> Problem requirements: In the material below, identify each line bearing the word "Find". Reproduce those lines.

> Records to process:
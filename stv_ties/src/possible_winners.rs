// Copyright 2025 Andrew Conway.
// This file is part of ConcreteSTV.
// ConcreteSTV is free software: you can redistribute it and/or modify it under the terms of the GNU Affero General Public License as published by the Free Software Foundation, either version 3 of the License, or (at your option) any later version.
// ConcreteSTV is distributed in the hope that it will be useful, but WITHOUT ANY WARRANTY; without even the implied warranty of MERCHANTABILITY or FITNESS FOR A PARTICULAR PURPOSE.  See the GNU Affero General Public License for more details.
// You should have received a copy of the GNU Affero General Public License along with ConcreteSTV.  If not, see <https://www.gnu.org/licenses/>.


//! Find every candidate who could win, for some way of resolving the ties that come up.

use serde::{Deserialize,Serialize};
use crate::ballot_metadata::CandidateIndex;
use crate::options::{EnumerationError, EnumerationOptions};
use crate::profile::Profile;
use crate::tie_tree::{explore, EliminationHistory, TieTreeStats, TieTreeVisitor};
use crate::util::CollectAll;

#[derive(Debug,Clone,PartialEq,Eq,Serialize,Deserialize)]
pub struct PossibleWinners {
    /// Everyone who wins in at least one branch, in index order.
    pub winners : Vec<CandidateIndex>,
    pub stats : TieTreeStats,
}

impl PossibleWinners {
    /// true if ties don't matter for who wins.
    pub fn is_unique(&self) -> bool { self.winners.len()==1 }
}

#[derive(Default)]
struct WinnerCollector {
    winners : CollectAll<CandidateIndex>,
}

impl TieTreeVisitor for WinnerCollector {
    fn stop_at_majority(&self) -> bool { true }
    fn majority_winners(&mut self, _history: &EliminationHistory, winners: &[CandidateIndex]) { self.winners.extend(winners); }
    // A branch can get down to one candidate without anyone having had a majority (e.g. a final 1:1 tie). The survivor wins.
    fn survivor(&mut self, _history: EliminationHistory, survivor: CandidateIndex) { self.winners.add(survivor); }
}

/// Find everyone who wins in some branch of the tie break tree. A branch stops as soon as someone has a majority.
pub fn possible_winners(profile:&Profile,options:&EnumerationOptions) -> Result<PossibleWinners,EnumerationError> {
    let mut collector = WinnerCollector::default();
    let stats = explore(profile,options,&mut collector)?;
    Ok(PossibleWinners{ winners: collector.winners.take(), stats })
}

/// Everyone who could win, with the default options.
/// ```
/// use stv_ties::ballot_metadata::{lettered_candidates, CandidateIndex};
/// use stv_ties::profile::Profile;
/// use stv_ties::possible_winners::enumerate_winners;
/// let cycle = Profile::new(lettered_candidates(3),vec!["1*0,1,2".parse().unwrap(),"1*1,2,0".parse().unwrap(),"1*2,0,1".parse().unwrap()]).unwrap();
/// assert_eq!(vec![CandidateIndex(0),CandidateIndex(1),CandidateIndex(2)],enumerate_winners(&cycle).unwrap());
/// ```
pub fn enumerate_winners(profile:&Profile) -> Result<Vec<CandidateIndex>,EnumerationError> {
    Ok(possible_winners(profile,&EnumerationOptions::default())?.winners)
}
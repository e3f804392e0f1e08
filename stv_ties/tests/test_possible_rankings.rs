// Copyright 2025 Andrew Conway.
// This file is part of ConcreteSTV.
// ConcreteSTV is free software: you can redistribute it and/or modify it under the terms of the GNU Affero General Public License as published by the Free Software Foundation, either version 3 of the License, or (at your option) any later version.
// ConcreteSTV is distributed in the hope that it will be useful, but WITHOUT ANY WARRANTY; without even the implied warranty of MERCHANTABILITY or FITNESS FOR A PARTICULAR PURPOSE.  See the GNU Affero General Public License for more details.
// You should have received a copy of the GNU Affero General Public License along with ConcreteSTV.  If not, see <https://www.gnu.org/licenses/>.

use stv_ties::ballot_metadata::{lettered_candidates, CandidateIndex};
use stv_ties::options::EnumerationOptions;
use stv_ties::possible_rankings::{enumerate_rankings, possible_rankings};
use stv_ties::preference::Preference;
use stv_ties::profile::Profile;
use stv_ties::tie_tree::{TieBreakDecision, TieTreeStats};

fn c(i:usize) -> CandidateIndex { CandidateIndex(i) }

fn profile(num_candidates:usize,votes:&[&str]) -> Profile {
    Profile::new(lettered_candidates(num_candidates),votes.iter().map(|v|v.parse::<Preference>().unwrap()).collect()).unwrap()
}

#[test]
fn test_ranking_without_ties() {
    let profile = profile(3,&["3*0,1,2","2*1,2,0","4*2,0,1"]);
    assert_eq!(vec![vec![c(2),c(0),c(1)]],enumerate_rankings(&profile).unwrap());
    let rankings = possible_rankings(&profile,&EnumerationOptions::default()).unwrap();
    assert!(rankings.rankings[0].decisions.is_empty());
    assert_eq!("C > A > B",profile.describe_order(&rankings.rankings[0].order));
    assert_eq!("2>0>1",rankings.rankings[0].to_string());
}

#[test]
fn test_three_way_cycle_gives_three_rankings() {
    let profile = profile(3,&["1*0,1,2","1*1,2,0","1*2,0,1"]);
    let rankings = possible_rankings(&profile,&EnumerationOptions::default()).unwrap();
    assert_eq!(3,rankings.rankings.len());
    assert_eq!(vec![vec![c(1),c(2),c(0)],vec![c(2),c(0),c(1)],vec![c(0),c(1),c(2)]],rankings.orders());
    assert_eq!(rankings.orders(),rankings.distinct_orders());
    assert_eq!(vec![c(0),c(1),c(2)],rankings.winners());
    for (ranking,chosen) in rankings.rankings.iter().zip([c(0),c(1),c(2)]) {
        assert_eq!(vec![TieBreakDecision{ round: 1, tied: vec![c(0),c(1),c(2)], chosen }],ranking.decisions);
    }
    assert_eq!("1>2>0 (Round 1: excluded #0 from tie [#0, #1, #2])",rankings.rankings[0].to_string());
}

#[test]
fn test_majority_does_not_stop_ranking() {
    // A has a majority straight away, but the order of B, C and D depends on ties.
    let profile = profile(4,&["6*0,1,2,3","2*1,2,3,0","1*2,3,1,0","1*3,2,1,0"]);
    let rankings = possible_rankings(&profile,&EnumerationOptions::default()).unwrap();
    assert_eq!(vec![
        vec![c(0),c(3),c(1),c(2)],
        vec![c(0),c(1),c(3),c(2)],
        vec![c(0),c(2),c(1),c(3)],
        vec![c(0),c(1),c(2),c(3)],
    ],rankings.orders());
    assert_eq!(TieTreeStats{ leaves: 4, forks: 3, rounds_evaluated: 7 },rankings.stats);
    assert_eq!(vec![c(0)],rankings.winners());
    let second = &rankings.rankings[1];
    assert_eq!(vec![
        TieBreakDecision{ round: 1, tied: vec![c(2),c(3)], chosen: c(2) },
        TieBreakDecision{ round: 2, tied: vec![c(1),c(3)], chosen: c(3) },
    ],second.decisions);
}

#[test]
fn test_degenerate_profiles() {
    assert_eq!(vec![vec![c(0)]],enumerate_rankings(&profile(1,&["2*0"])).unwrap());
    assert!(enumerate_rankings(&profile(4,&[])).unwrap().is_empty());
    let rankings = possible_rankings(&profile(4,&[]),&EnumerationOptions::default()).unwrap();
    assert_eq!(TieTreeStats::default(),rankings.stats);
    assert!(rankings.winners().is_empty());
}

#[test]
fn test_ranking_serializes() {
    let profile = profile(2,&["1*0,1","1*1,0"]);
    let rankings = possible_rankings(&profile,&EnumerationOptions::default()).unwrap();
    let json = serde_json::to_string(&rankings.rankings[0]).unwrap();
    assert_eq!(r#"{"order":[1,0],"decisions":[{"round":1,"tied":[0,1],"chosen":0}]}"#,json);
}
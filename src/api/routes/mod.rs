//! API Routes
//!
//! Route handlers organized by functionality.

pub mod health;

...

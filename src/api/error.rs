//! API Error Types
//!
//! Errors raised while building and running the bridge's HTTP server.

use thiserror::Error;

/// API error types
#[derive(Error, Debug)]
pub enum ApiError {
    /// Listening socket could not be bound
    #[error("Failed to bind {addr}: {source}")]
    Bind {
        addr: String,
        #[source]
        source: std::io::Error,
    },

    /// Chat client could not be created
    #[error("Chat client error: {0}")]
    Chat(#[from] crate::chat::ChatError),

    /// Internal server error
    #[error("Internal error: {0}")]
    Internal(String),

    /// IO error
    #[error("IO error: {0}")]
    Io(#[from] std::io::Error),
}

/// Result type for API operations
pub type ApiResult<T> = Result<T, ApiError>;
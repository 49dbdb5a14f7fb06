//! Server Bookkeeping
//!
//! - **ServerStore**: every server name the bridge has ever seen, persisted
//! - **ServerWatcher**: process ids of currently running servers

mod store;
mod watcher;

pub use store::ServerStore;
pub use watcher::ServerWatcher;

> Exercise solution:
//! Find every candidate who could win, for some way of resolving the ties that come up.
/// Find everyone who wins in some branch of the tie break tree. A branch stops as soon as someone has a majority.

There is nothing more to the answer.